Copy every line of the data that includes the string "Clone".

◇ ◇ ◇

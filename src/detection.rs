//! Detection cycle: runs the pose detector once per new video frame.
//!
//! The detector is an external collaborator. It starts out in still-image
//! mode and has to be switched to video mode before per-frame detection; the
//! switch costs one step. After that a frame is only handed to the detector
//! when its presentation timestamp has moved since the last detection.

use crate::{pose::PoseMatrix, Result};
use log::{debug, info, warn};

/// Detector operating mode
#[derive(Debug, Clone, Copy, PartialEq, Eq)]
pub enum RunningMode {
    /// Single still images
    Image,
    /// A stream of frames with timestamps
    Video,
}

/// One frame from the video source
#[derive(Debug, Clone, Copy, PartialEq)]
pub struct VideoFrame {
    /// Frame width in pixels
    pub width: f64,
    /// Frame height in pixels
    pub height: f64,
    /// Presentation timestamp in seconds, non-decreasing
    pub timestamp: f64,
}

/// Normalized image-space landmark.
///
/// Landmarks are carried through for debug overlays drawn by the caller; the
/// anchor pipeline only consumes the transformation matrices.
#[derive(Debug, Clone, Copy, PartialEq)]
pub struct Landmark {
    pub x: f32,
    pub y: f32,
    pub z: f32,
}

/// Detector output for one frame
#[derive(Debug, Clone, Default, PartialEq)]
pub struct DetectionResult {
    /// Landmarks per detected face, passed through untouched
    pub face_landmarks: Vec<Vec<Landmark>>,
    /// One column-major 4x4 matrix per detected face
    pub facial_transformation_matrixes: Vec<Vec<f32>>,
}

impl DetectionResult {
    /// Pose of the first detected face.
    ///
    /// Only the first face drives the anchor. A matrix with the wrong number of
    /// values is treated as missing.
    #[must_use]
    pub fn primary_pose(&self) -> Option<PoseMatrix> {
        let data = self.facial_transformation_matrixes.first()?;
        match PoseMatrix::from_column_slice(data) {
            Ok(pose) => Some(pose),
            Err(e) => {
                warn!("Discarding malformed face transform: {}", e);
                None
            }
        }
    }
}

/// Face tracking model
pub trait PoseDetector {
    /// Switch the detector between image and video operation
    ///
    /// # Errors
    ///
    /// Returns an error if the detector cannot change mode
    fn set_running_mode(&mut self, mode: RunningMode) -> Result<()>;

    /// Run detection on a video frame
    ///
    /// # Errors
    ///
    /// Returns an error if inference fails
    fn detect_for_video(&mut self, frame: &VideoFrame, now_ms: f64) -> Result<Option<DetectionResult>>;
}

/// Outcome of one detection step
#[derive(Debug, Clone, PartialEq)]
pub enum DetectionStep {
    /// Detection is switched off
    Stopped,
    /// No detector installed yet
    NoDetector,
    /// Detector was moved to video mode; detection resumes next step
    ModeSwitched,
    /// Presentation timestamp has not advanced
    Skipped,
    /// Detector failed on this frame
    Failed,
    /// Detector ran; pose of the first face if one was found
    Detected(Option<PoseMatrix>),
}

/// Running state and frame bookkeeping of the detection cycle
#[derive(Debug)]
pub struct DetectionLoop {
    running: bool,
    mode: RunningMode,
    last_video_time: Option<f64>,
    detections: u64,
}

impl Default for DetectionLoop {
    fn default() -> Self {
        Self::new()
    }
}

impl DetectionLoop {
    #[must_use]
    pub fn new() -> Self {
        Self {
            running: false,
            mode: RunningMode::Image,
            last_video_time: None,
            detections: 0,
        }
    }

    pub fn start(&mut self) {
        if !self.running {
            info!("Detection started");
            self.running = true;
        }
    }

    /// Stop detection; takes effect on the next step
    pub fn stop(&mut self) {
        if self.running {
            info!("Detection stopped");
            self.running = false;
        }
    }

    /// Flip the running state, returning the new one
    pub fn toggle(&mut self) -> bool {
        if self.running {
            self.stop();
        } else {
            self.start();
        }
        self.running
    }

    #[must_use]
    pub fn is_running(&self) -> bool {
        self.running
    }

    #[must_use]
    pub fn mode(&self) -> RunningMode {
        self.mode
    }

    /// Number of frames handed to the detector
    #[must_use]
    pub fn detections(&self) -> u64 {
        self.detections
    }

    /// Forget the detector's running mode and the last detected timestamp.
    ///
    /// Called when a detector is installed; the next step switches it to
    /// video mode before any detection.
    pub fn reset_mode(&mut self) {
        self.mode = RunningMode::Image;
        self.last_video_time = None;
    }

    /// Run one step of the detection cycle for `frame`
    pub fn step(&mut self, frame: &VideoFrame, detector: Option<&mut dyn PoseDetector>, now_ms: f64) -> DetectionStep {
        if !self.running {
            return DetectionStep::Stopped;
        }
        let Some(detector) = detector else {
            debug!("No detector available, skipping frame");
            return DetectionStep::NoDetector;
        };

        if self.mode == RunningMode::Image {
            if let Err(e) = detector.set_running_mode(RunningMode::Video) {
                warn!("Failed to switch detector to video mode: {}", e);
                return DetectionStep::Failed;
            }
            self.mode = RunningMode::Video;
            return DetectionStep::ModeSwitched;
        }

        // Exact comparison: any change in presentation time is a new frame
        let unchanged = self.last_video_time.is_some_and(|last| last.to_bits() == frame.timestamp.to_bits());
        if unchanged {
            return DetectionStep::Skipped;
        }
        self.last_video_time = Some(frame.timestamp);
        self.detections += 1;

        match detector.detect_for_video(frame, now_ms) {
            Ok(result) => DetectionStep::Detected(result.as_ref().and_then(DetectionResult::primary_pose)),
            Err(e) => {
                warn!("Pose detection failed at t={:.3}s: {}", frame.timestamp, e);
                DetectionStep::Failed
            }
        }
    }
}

◇ ◇ ◇

_SOLUTION FOR THIS TASK_:
#[derive(Debug, Clone, Copy, PartialEq, Eq)]
#[derive(Debug, Clone, Copy, PartialEq)]
#[derive(Debug, Clone, Copy, PartialEq)]
#[derive(Debug, Clone, Default, PartialEq)]
#[derive(Debug, Clone, PartialEq)]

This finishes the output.